Work item: Filter the data for "EpollCreateFlags" and copy matching lines.

Source records

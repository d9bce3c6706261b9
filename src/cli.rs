use std::path::PathBuf;

use clap::{ArgAction, Parser};

/// autorun - run a command whenever watched files change
#[derive(Parser, Debug)]
#[command(name = "autorun")]
#[command(author, version, about, long_about = None)]
#[command(disable_version_flag = true)]
#[command(after_help = "With no -f or -d, the current directory is watched.")]
pub struct Cli {
    /// Watch files individually (repeatable)
    #[arg(short = 'f', long = "file", value_name = "FILE", num_args = 1..)]
    pub files: Vec<PathBuf>,

    /// Watch directory trees (repeatable)
    #[arg(short = 'd', long = "dir", value_name = "DIR", num_args = 1..)]
    pub dirs: Vec<PathBuf>,

    /// Settings file (default: ./.autorun.toml, then the user config)
    #[arg(long, value_name = "PATH")]
    pub config: Option<PathBuf>,

    /// Log every event to stderr and never clear the screen
    #[arg(long)]
    pub debug: bool,

    /// Never clear the screen before a run
    #[arg(long)]
    pub no_clear: bool,

    /// Print version
    #[arg(short = 'v', long = "version", action = ArgAction::Version)]
    version: Option<bool>,

    /// Command to run after each change
    #[arg(last = true, required = true, value_name = "CMD")]
    pub command: Vec<String>,
}

impl Cli {
    /// The command words joined into one shell command line.
    pub fn command_line(&self) -> String {
        self.command.join(" ")
    }
}
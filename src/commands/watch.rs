use anyhow::Result;
use is_terminal::IsTerminal;
use tracing::{debug, warn};

use autorun::config::{self, ClearMode, Config, LoadedConfig};
use autorun::watcher::{watch, WatchOptions};
use autorun::{logging, Screen, ShellRunner};

use crate::cli::Cli;

pub fn cmd_watch(cli: Cli) -> Result<()> {
    let cwd = std::env::current_dir()?;
    let loaded = config::resolve(cli.config.as_deref(), &cwd)?;
    let config = effective_config(&cli, &loaded);

    logging::init(&config.logging.level);
    report_config(&loaded);

    let options = WatchOptions::new(cli.files.clone(), cli.dirs.clone(), cli.command_line());
    debug!(
        files = ?options.files,
        dirs = ?options.dirs,
        command = %options.command,
        shell = %config.shell.display(),
        "starting"
    );

    let runner = ShellRunner::new(config.shell.clone());
    let screen = Screen::for_mode(config.display.clear, std::io::stdout().is_terminal());

    watch(&options, runner, screen)?;
    Ok(())
}

/// File settings, then environment overrides, then CLI flags.
fn effective_config(cli: &Cli, loaded: &LoadedConfig) -> Config {
    let mut config = config::with_env_overrides(loaded.config.clone());

    if cli.debug {
        config.logging.level = "debug".to_string();
        config.display.clear = ClearMode::Never;
    }
    if cli.no_clear {
        config.display.clear = ClearMode::Never;
    }

    config
}

fn report_config(loaded: &LoadedConfig) {
    if let Some(source) = &loaded.source {
        debug!(path = %source.display(), "config loaded");
    }
    for warning in &loaded.warnings {
        warn!(
            "unknown config key `{}` in {}",
            warning.key,
            warning.file.display()
        );
    }
}
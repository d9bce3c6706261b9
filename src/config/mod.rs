//! Configuration module for autorun
//!
//! Settings precedence:
//! 1. CLI flags (highest priority)
//! 2. Environment variables (AUTORUN_*)
//! 3. `--config <PATH>`, else `./.autorun.toml`
//! 4. User config (~/.config/autorun/config.toml)
//! 5. Built-in defaults (lowest priority)
//!
//! Watch targets and the command itself only come from the command line.

mod loader;
mod types;

pub use loader::{
    load_with_warnings, resolve, with_env_overrides, ConfigWarning, LoadedConfig, LOCAL_CONFIG,
};
pub use types::{ClearMode, Config, DisplayConfig, LoggingConfig};
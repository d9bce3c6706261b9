//! Blocking readiness loop over the notification descriptor

use std::ops::ControlFlow;
use std::os::fd::{AsFd, AsRawFd, RawFd};

use nix::errno::Errno;
use nix::sys::epoll::{Epoll, EpollCreateFlags, EpollEvent, EpollFlags, EpollTimeout};
use tracing::trace;

use crate::error::{AutorunError, AutorunResult};

/// Readiness slots per wait
const MAX_EVENTS: usize = 2;

/// One descriptor reported ready by a wait
#[derive(Debug, Clone, Copy, PartialEq, Eq)]
pub struct Ready {
    pub fd: RawFd,
}

/// Single-threaded epoll loop
pub struct Multiplexer {
    epoll: Epoll,
}

impl Multiplexer {
    pub fn new() -> AutorunResult<Self> {
        let epoll =
            Epoll::new(EpollCreateFlags::EPOLL_CLOEXEC).map_err(AutorunError::MultiplexerInit)?;
        Ok(Self { epoll })
    }

    /// Add a descriptor of interest; readiness is reported with its raw fd.
    pub fn register<Fd: AsFd>(&self, fd: Fd) -> AutorunResult<()> {
        let raw = fd.as_fd().as_raw_fd();
        let event = EpollEvent::new(EpollFlags::EPOLLIN, raw as u64);
        self.epoll.add(fd, event).map_err(AutorunError::Register)
    }

    /// Block for readiness and hand each non-empty wait result to `handler`.
    ///
    /// `EINTR` is retried without calling the handler. Any other wait error
    /// ends the loop. Otherwise the loop only ends when the handler breaks,
    /// and the break value is returned.
    pub fn run<F>(&self, mut handler: F) -> AutorunResult<()>
    where
        F: FnMut(&[Ready]) -> ControlFlow<AutorunResult<()>>,
    {
        let mut events = [EpollEvent::empty(); MAX_EVENTS];

        loop {
            let count = match self.epoll.wait(&mut events, EpollTimeout::NONE) {
                Ok(count) => count,
                Err(Errno::EINTR) => continue,
                Err(errno) => return Err(AutorunError::Wait(errno)),
            };
            trace!(count, "epoll_wait");
            if count == 0 {
                continue;
            }

            let ready: Vec<Ready> = events[..count]
                .iter()
                .map(|event| Ready {
                    fd: event.data() as RawFd,
                })
                .collect();

            if let ControlFlow::Break(result) = handler(&ready) {
                return result;
            }
        }
    }
}
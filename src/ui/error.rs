use autorun::AutorunError;

pub fn format_error(err: &anyhow::Error) -> String {
    if let Some(autorun) = err.downcast_ref::<AutorunError>() {
        return format!("autorun: {autorun}");
    }

    format!("autorun: {err:#}")
}

pub fn print_error(err: &anyhow::Error) {
    eprintln!("{}", format_error(err));
}

/// Process exit status: the OS error code when one is carried, else 1.
pub fn exit_code(err: &anyhow::Error) -> u8 {
    let code = err
        .downcast_ref::<AutorunError>()
        .map(AutorunError::exit_code)
        .unwrap_or(1);

    u8::try_from(code).ok().filter(|c| *c != 0).unwrap_or(1)
}
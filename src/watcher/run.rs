//! Top-level watch loop

use std::path::PathBuf;

use tracing::{debug, warn};

use crate::error::AutorunResult;
use crate::fs::{require_dir, require_file};
use crate::runner::CommandRunner;
use crate::screen::DisplayReset;

use super::mux::Multiplexer;
use super::processor::EventProcessor;
use super::registry::WatchRegistry;
use super::source::NotifySource;
use super::tree;

/// What to watch and what to run
#[derive(Debug, Clone, PartialEq, Eq)]
pub struct WatchOptions {
    /// Watched individually
    pub files: Vec<PathBuf>,
    /// Watched recursively
    pub dirs: Vec<PathBuf>,
    /// Shell command line run after every drained batch
    pub command: String,
}

impl WatchOptions {
    /// With no files and no directories, the current directory is watched.
    pub fn new(files: Vec<PathBuf>, mut dirs: Vec<PathBuf>, command: impl Into<String>) -> Self {
        if files.is_empty() && dirs.is_empty() {
            dirs.push(PathBuf::from("."));
        }
        Self {
            files,
            dirs,
            command: command.into(),
        }
    }

    /// Check every file target is a regular file and every directory target
    /// a directory.
    pub fn validate(&self) -> AutorunResult<()> {
        for file in &self.files {
            require_file(file)?;
        }
        for dir in &self.dirs {
            require_dir(dir)?;
        }
        Ok(())
    }
}

/// Register every target: files first, then each directory tree.
pub fn register_targets<S: NotifySource>(
    registry: &mut WatchRegistry<S>,
    options: &WatchOptions,
) -> AutorunResult<()> {
    tree::watch_files(registry, &options.files)?;
    let report = tree::watch_trees(registry, &options.dirs)?;
    debug!(
        files = options.files.len(),
        entries = report.registered,
        watches = registry.len(),
        "targets registered"
    );
    Ok(())
}

/// Watch the targets and run the command on every change.
///
/// Returns only on a fatal setup or loop error. The registry is closed on
/// the way out; a close failure is logged and the loop's own result wins.
pub fn watch<R, D>(options: &WatchOptions, runner: R, mut display: D) -> AutorunResult<()>
where
    R: CommandRunner,
    D: DisplayReset,
{
    options.validate()?;

    let mut registry = WatchRegistry::open()?;
    register_targets(&mut registry, options)?;

    let mux = Multiplexer::new()?;
    mux.register(&registry)?;

    display.reset();

    let outcome = {
        let mut processor = EventProcessor::new(&mut registry, &options.command, runner, display);
        mux.run(|ready| processor.on_ready(ready))
    };

    if let Err(err) = registry.close() {
        warn!("{err}");
    }

    outcome
}
//! Raw notification records and their diagnostic classification

use std::ffi::OsString;
use std::fmt;

use bitflags::bitflags;

bitflags! {
    /// inotify event bits as delivered in `inotify_event.mask`
    #[derive(Debug, Clone, Copy, PartialEq, Eq, Hash)]
    pub struct EventMask: u32 {
        const ACCESS = libc::IN_ACCESS;
        const MODIFY = libc::IN_MODIFY;
        const ATTRIB = libc::IN_ATTRIB;
        const CLOSE_WRITE = libc::IN_CLOSE_WRITE;
        const CLOSE_NOWRITE = libc::IN_CLOSE_NOWRITE;
        const OPEN = libc::IN_OPEN;
        const MOVED_FROM = libc::IN_MOVED_FROM;
        const MOVED_TO = libc::IN_MOVED_TO;
        const CREATE = libc::IN_CREATE;
        const DELETE = libc::IN_DELETE;
        const DELETE_SELF = libc::IN_DELETE_SELF;
        const MOVE_SELF = libc::IN_MOVE_SELF;
        const UNMOUNT = libc::IN_UNMOUNT;
        const Q_OVERFLOW = libc::IN_Q_OVERFLOW;
        const IGNORED = libc::IN_IGNORED;
        const ONLYDIR = libc::IN_ONLYDIR;
        const DONT_FOLLOW = libc::IN_DONT_FOLLOW;
        const EXCL_UNLINK = libc::IN_EXCL_UNLINK;
        const MASK_ADD = libc::IN_MASK_ADD;
        const ISDIR = libc::IN_ISDIR;
        const ONESHOT = libc::IN_ONESHOT;
    }
}

impl EventMask {
    /// The kernel dropped the watch on its own (target gone, unmount, `rm_watch`).
    pub fn is_forced_removal(self) -> bool {
        self.contains(EventMask::IGNORED)
    }

    /// The kernel queue overflowed; the record carries no watch handle.
    pub fn is_overflow(self) -> bool {
        self.contains(EventMask::Q_OVERFLOW)
    }

    /// A directory appeared inside a watched directory.
    pub fn is_new_directory(self) -> bool {
        self.contains(EventMask::ISDIR)
            && self.intersects(EventMask::CREATE | EventMask::MOVED_TO)
    }
}

/// Human-readable label for a record, used only in diagnostics
#[derive(Debug, Clone, Copy, PartialEq, Eq)]
pub enum EventKind {
    Access,
    MetadataChange,
    CloseAfterWrite,
    CloseWithoutWrite,
    Create,
    Delete,
    SelfDelete,
    Modify,
    SelfMove,
    MovedFrom,
    MovedTo,
    Open,
    ForcedRemoval,
    WatchIsDirectoryOnly,
    SymlinkNotFollowed,
    ExcludeUnlinked,
    MaskAdd,
    OneShot,
    QueueOverflow,
    Unmount,
    Unknown,
}

/// Classification priority: the first entry whose bit is set wins.
const CLASSIFICATION: &[(EventMask, EventKind)] = &[
    (EventMask::ACCESS, EventKind::Access),
    (EventMask::ATTRIB, EventKind::MetadataChange),
    (EventMask::CLOSE_WRITE, EventKind::CloseAfterWrite),
    (EventMask::CLOSE_NOWRITE, EventKind::CloseWithoutWrite),
    (EventMask::CREATE, EventKind::Create),
    (EventMask::DELETE, EventKind::Delete),
    (EventMask::DELETE_SELF, EventKind::SelfDelete),
    (EventMask::MODIFY, EventKind::Modify),
    (EventMask::MOVE_SELF, EventKind::SelfMove),
    (EventMask::MOVED_FROM, EventKind::MovedFrom),
    (EventMask::MOVED_TO, EventKind::MovedTo),
    (EventMask::OPEN, EventKind::Open),
    (EventMask::IGNORED, EventKind::ForcedRemoval),
    (EventMask::ONLYDIR, EventKind::WatchIsDirectoryOnly),
    (EventMask::DONT_FOLLOW, EventKind::SymlinkNotFollowed),
    (EventMask::EXCL_UNLINK, EventKind::ExcludeUnlinked),
    (EventMask::MASK_ADD, EventKind::MaskAdd),
    (EventMask::ONESHOT, EventKind::OneShot),
    (EventMask::Q_OVERFLOW, EventKind::QueueOverflow),
    (EventMask::UNMOUNT, EventKind::Unmount),
];

impl EventKind {
    pub fn classify(mask: EventMask) -> Self {
        CLASSIFICATION
            .iter()
            .find(|(bit, _)| mask.contains(*bit))
            .map(|(_, kind)| *kind)
            .unwrap_or(EventKind::Unknown)
    }

    /// The ordered classification table.
    pub fn priority() -> impl Iterator<Item = (EventMask, EventKind)> {
        CLASSIFICATION.iter().copied()
    }

    pub fn label(self) -> &'static str {
        match self {
            EventKind::Access => "access",
            EventKind::MetadataChange => "metadata-change",
            EventKind::CloseAfterWrite => "close-after-write",
            EventKind::CloseWithoutWrite => "close-without-write",
            EventKind::Create => "create",
            EventKind::Delete => "delete",
            EventKind::SelfDelete => "self-delete",
            EventKind::Modify => "modify",
            EventKind::SelfMove => "self-move",
            EventKind::MovedFrom => "moved-from",
            EventKind::MovedTo => "moved-to",
            EventKind::Open => "open",
            EventKind::ForcedRemoval => "forced-removal",
            EventKind::WatchIsDirectoryOnly => "watch-is-directory-only",
            EventKind::SymlinkNotFollowed => "symlink-not-followed",
            EventKind::ExcludeUnlinked => "exclude-unlinked",
            EventKind::MaskAdd => "mask-add",
            EventKind::OneShot => "one-shot",
            EventKind::QueueOverflow => "queue-overflow",
            EventKind::Unmount => "unmount",
            EventKind::Unknown => "unknown",
        }
    }
}

impl fmt::Display for EventKind {
    fn fmt(&self, f: &mut fmt::Formatter<'_>) -> fmt::Result {
        f.write_str(self.label())
    }
}

/// One decoded notification record
#[derive(Debug, Clone, PartialEq, Eq)]
pub struct RawEvent<H> {
    /// Watch the record was delivered on
    pub handle: H,
    pub mask: EventMask,
    /// Entry name relative to the watched directory, if any
    pub name: Option<OsString>,
}

impl<H> RawEvent<H> {
    pub fn new(handle: H, mask: EventMask) -> Self {
        Self {
            handle,
            mask,
            name: None,
        }
    }

    pub fn with_name(mut self, name: impl Into<OsString>) -> Self {
        self.name = Some(name.into());
        self
    }

    pub fn kind(&self) -> EventKind {
        EventKind::classify(self.mask)
    }
}
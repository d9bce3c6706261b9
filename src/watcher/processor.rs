//! Event processing: registry maintenance and command dispatch

use std::ffi::OsStr;
use std::ops::ControlFlow;
use std::path::{Path, PathBuf};

use tracing::{debug, info, warn};

use crate::error::{AutorunError, AutorunResult};
use crate::runner::CommandRunner;
use crate::screen::DisplayReset;

use super::event::RawEvent;
use super::mux::Ready;
use super::registry::WatchRegistry;
use super::source::NotifySource;
use super::tree;

/// Handles every readiness signal from the multiplexer
pub struct EventProcessor<'a, S, R, D>
where
    S: NotifySource,
{
    registry: &'a mut WatchRegistry<S>,
    command: &'a str,
    runner: R,
    display: D,
}

impl<'a, S, R, D> EventProcessor<'a, S, R, D>
where
    S: NotifySource,
    R: CommandRunner,
    D: DisplayReset,
{
    pub fn new(
        registry: &'a mut WatchRegistry<S>,
        command: &'a str,
        runner: R,
        display: D,
    ) -> Self {
        Self {
            registry,
            command,
            runner,
            display,
        }
    }

    /// Multiplexer handler.
    ///
    /// Breaks with the read error when the notification descriptor cannot be
    /// read; every other outcome keeps the loop running.
    pub fn on_ready(&mut self, ready: &[Ready]) -> ControlFlow<AutorunResult<()>> {
        let descriptor = self.registry.descriptor();

        for signal in ready.iter().filter(|signal| signal.fd == descriptor) {
            let batch = match self.registry.read_events() {
                Ok(batch) => batch,
                Err(errno) => return ControlFlow::Break(Err(AutorunError::Read(errno))),
            };
            debug!(fd = signal.fd, records = batch.len(), "read");
            self.process_batch(batch);
        }

        ControlFlow::Continue(())
    }

    /// Maintain the registry for every record, then run the command once.
    pub fn process_batch(&mut self, batch: Vec<RawEvent<S::Handle>>) {
        if batch.is_empty() {
            return;
        }

        for event in &batch {
            self.maintain(event);
        }

        self.trigger();
    }

    fn maintain(&mut self, event: &RawEvent<S::Handle>) {
        let kind = event.kind();

        if event.mask.is_overflow() {
            warn!("event queue overflowed, some changes were not reported");
            return;
        }

        let Some(path) = self.registry.resolve(event.handle).map(Path::to_path_buf) else {
            debug!(kind = %kind, handle = ?event.handle, "event for a stale watch");
            return;
        };

        debug!(
            kind = %kind,
            path = %display_path(&path, event.name.as_deref()).display(),
            "decoded"
        );

        if event.mask.is_forced_removal() {
            self.rearm(event.handle, path);
            return;
        }

        if event.mask.is_new_directory() {
            if let Some(name) = &event.name {
                self.grow(&path, name);
            }
        }
    }

    /// Re-register a path whose watch the kernel dropped.
    fn rearm(&mut self, stale: S::Handle, path: PathBuf) {
        match self.registry.add_watch(&path) {
            Ok(handle) => {
                if handle != stale {
                    self.registry.retire(stale);
                }
                info!(path = %path.display(), "watch re-armed");
            }
            Err(err) => {
                self.registry.retire(stale);
                warn!("{err}, {} is no longer watched", path.display());
            }
        }
    }

    /// Watch a directory that appeared after the initial walk.
    fn grow(&mut self, parent: &Path, name: &OsStr) {
        let child = parent.join(name);
        match tree::watch_tree(self.registry, &child) {
            Ok(report) => debug!(
                path = %child.display(),
                registered = report.registered,
                "watching new directory"
            ),
            Err(err) => warn!("{err}, new directory left unwatched"),
        }
    }

    fn trigger(&mut self) {
        self.display.reset();
        self.runner.run(self.command);
    }
}

fn display_path(path: &Path, name: Option<&OsStr>) -> PathBuf {
    match name {
        Some(name) => path.join(name),
        None => path.to_path_buf(),
    }
}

The answer:
use nix::sys::epoll::{Epoll, EpollCreateFlags, EpollEvent, EpollFlags, EpollTimeout};
            Epoll::new(EpollCreateFlags::EPOLL_CLOEXEC).map_err(AutorunError::MultiplexerInit)?;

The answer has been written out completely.